Development and spread of tau pathology after TBI

Abstract

Traumatic brain injury (TBI) is a risk factor for delayed neurodegeneration and dementia. We recently found that TBI in wild-type (WT) mice induces a self-propagating phosphorylated (P)-tau pathology that progressively spreads in the brain and can be horizontally transmitted to naïve mice by intracerebral inoculation, causing synaptic degeneration and memory deficits (Zanier et al., 2018). This observation indicates that experimental TBI generates pathogenic tau prions. The aim of this study was to test whether pathogenic tau prions were generated in human TBI. P-tau pathology was investigated in brain autopsies or biopsies of human TBI by immunohistochemistry and biochemical analysis. The emergence of tau prions was tested by inoculating human TBI brain homogenates into the brain of naïve WT (C57BL/6J) mice. We found that single moderate/severe TBI is associated with the emergence of widespread tau pathology in a proportion of humans surviving late after injury with a specific pattern of distribution.

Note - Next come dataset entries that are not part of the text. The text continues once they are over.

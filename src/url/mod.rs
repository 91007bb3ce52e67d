//! URL handling module for onyx-harvest
//!
//! This module provides URL normalization and the link scope policy the
//! documentation crawler uses to stay on its site.

mod normalize;
mod scope;

pub use normalize::{normalize_http_url, normalize_url};
pub use scope::{classify_link, LinkDecision, RejectReason, ScopePolicy};
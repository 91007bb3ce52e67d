//! Storage module for persisting the harvested corpora
//!
//! This module handles all on-disk persistence, including:
//! - The documentation corpus (documents, reduced index, crawl stats)
//! - The repository corpus (descriptors, files, patterns, topics, analysis)
//! - Envelope generations and checksums for every collection

mod json;
mod schema;
mod traits;

pub use json::JsonStorage;
pub use schema::{Collection, CorpusEnvelope, CORPUS_FORMAT};
pub use traits::{Storage, StorageError, StorageResult};

use std::path::Path;

/// Initializes or opens the corpus directory
///
/// # Arguments
///
/// * `path` - Data directory from the `[output]` section
///
/// # Returns
///
/// * `Ok(JsonStorage)` - Storage ready for reads and writes
/// * `Err(StorageError)` - Directory layout could not be created
pub fn open_storage(path: &Path) -> StorageResult<JsonStorage> {
    JsonStorage::new(path)
}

In a proof of principle study, we found memory deficits accompanied by P-tau pathology and synaptic loss in WT mice receiving a brain homogenate prepared from a human TBI specimen. Secondary transmission studies are ongoing and indicate memory deficits in the inoculated mice as early as 4 months post-inoculation. These data indicate tau prion formation in human TBI, suggesting that self-sustained propagation of tau pathology may be responsible for delayed neurodegeneration, cognitive decline and dementia.